I read she is the most popular goddess in the Buddhist pantheon, and her description–click on detail on any of them for a more complete summary–sounds not that unlike Mother Mary.
What if focus on, meditation on, an image of perfect feminine compassion and wisdom is a method for dealing with maternal attachment issues?
And I would submit that the ideals of feminine and masculine represent real potential energies within each of us. I do think psychological androgyny is clearly most healthy, but that is not the same as confusing the energies, conflating them, or denying their utility as ideals in human consciousness.
What myths do we still retain in our world, myths that mean something? We have a propaganda of efficiency, which was called such by Jacques Ellul in the early 1960’s, of which “hacking” is but the most recent manifestation. We have of course residual religious sentiments, but they are under sustained and somewhat effective attack.
We have the myth of Science, as a quasi-omniscient God. But this is an entirely masculine ideal. It has no compassion, no nurturing, no love, no feeling.
We have the myth of Compassion, but it has in large measure been denuded of actual sentiment, if not sentimentality. It is for practical purposes most often wedded to Science, in what to my view looks like a gay marriage.

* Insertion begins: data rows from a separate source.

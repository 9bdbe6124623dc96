//! Page content helpers

use url::Url;

/// Collapse every whitespace run to a single space and trim the ends.
///
/// Page text scraped from the DOM carries layout newlines and indentation
/// that only cost tokens.
pub fn normalize_whitespace(text: &str) -> String {
    text.split_whitespace().collect::<Vec<_>>().join(" ")
}

/// Hostname of a page URL as used in `domainSettings.<hostname>` keys.
///
/// Returns `None` for URLs without a host (`file:`, `about:`, malformed).
pub fn hostname(page_url: &str) -> Option<String> {
    let parsed = Url::parse(page_url.trim()).ok()?;
    parsed.host_str().map(str::to_string)
}
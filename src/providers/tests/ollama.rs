//! Unit Tests for the Ollama generate request
//!
//! UNIT UNDER TEST: OllamaProvider::build_request

use crate::config::{AdvancedSettings, HttpSettings, ProviderConfig};
use crate::providers::OllamaProvider;

#[test]
fn test_build_request_maps_every_setting_to_options() {
    let config = ProviderConfig::new("Local", "ollama", "", "llama3.2");
    let provider = OllamaProvider::new(config, &HttpSettings::default()).unwrap();
    let settings = AdvancedSettings {
        max_tokens: 512,
        temperature: 0.2,
        top_p: 0.95,
        top_k: 20,
    };

    let request = provider.build_request("Page text", "You summarize", &settings);
    let body = serde_json::to_value(&request).unwrap();

    assert_eq!(body["model"], "llama3.2");
    assert_eq!(body["prompt"], "Page text");
    assert_eq!(body["system"], "You summarize");
    assert_eq!(body["stream"], false);
    assert_eq!(body["options"]["temperature"], 0.2);
    assert_eq!(body["options"]["top_k"], 20);
    assert_eq!(body["options"]["top_p"], 0.95);
    assert_eq!(body["options"]["num_predict"], 512);
}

Both are masculine, as implemented. Compassion is not listening in the modern world, not when expressed politically, which is where the word is most often used. Rousseau, who more or less directly called for mass murder, used the word often.
Where is there time to listen? To feel honestly? To love honestly? Who embodies this for us? Mother Teresa, perhaps, for a short time. The Dalai Lama?
Women, in our world, are much too eager to be bad men. It may be that substantially all things men can do women can do. But it is certainly the case that there are things women can do that men cannot hope to do as well. They have natural strengths, such as empathy, which are not much valued in an industrial/information industrial economy.
We all need balancing. We all need to believe in unconditional love. We all need to believe there is a place for us, and the feminine is what creates and preserves those places.
People–here of course I mean Leftists–would not be in such a hurry to destroy everything they see if they felt they were in fact loved, that they did have a place, and that there was a sanctuary at the end of their day. They lack the sacred feminine.